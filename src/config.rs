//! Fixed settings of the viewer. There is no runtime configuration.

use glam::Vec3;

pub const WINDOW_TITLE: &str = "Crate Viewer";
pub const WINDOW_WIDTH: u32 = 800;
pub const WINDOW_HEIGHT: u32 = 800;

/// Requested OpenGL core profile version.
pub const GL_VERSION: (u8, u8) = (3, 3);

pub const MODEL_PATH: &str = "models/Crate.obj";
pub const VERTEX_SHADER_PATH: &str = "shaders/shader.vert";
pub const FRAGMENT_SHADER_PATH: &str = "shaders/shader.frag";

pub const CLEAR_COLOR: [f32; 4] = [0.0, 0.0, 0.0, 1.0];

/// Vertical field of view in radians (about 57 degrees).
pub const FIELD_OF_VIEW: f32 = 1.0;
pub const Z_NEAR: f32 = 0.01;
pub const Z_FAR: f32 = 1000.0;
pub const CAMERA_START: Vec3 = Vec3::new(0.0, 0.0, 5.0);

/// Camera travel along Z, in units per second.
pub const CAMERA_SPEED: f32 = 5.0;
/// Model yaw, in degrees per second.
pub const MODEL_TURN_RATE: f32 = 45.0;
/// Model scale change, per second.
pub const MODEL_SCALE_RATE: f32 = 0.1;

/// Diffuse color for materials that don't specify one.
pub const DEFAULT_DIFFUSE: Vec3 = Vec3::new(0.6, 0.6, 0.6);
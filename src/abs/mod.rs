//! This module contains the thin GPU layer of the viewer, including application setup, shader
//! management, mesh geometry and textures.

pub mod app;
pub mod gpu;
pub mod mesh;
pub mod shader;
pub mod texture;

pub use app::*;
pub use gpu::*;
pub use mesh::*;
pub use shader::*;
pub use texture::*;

### WHAT TO DO
Transcribe, word for word, the data above from its first line through the line with "pub const VERTEX_SHADER_PATH: &str", and include nothing else.

### EXERCISE ANSWER
filename src/config.rs
//! Fixed settings of the viewer. There is no runtime configuration.

use glam::Vec3;

pub const WINDOW_TITLE: &str = "Crate Viewer";
pub const WINDOW_WIDTH: u32 = 800;
pub const WINDOW_HEIGHT: u32 = 800;

/// Requested OpenGL core profile version.
pub const GL_VERSION: (u8, u8) = (3, 3);

pub const MODEL_PATH: &str = "models/Crate.obj";
pub const VERTEX_SHADER_PATH: &str = "shaders/shader.vert";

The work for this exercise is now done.